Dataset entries
____

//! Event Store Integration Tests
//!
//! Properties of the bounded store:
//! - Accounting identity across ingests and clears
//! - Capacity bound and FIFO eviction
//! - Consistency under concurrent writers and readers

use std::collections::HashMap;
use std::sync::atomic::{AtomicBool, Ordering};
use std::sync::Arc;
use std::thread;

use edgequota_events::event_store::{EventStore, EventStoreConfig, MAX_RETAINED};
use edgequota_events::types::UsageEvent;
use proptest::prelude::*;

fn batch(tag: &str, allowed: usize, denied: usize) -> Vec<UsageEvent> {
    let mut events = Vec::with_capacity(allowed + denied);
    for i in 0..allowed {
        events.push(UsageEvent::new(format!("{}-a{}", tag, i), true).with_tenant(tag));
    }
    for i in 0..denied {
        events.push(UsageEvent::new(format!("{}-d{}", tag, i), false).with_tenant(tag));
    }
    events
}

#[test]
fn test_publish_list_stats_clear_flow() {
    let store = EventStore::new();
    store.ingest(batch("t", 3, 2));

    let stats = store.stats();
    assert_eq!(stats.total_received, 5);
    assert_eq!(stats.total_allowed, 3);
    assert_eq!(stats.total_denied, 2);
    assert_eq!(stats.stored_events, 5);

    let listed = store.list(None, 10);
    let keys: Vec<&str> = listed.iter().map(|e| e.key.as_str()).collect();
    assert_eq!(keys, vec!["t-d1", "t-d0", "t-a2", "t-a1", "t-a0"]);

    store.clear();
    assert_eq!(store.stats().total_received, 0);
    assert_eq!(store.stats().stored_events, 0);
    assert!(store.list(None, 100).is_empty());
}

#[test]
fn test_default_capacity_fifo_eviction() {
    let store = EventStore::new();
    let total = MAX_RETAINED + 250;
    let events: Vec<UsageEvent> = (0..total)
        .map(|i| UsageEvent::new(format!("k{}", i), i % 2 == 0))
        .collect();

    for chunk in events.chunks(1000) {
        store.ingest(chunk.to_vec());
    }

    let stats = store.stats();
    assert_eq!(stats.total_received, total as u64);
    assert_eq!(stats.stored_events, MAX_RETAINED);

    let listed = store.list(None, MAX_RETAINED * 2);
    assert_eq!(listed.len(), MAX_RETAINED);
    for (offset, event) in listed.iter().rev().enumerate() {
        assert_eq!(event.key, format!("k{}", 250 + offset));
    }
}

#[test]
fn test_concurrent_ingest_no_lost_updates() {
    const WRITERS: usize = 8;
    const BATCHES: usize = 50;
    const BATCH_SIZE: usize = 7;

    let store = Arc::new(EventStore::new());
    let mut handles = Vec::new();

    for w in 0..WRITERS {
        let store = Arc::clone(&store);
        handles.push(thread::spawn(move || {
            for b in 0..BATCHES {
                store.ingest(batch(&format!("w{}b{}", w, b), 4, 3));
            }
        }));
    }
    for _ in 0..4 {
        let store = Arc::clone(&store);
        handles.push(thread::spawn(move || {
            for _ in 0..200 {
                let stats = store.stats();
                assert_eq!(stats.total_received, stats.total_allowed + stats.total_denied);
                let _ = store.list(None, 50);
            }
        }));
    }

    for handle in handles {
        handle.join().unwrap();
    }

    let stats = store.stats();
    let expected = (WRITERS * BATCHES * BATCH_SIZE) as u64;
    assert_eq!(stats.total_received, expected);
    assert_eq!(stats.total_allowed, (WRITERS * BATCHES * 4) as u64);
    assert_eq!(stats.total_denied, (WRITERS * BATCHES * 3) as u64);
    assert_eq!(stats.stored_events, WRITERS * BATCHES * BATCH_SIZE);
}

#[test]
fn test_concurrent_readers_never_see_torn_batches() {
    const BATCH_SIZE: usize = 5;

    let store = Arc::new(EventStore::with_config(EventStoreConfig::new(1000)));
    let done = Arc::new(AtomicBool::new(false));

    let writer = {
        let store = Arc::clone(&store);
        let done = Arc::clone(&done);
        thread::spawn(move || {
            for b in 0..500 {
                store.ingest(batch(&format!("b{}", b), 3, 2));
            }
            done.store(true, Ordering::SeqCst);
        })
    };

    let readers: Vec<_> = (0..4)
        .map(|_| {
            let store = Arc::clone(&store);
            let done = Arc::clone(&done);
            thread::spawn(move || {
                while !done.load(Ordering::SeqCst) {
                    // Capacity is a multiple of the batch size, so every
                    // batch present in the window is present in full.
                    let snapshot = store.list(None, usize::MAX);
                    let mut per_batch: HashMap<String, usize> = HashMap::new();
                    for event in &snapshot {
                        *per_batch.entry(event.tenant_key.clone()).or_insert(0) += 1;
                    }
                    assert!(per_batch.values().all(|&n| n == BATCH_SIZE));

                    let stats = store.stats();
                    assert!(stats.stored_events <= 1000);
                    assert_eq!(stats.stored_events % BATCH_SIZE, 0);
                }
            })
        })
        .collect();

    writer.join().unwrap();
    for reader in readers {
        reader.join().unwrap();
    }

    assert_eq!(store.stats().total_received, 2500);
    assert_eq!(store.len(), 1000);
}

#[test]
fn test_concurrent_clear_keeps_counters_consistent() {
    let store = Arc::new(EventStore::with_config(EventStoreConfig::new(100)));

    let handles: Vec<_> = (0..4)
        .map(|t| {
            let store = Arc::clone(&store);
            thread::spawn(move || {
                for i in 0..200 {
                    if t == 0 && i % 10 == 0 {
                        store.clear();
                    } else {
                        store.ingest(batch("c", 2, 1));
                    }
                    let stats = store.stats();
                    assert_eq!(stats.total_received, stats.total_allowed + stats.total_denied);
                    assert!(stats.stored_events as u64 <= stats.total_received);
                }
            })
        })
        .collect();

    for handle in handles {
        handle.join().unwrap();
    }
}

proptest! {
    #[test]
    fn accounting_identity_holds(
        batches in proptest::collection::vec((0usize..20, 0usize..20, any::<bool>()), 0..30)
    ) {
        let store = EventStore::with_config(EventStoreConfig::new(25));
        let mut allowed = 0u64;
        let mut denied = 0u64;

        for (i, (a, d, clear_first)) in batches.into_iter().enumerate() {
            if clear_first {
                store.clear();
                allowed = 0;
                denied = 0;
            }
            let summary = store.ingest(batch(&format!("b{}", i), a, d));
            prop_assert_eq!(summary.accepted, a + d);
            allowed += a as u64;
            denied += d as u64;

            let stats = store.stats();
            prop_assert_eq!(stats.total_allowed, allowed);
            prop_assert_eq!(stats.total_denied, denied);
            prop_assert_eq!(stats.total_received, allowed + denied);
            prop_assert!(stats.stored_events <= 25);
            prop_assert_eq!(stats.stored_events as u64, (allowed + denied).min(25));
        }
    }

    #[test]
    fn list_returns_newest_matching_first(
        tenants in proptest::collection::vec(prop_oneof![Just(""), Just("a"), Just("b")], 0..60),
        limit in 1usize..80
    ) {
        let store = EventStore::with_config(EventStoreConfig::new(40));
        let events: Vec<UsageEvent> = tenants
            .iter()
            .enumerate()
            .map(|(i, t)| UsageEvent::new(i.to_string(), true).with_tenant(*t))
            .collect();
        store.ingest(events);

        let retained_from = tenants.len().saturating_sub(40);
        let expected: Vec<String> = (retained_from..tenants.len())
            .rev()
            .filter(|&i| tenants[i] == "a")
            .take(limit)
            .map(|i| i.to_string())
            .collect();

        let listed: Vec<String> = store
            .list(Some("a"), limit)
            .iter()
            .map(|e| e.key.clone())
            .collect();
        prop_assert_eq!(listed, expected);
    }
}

____

WORK ITEM:
Search the entries for the string "offset". Copy every line that has it.

TASK SOLUTION:
    for (offset, event) in listed.iter().rev().enumerate() {
        assert_eq!(event.key, format!("k{}", 250 + offset));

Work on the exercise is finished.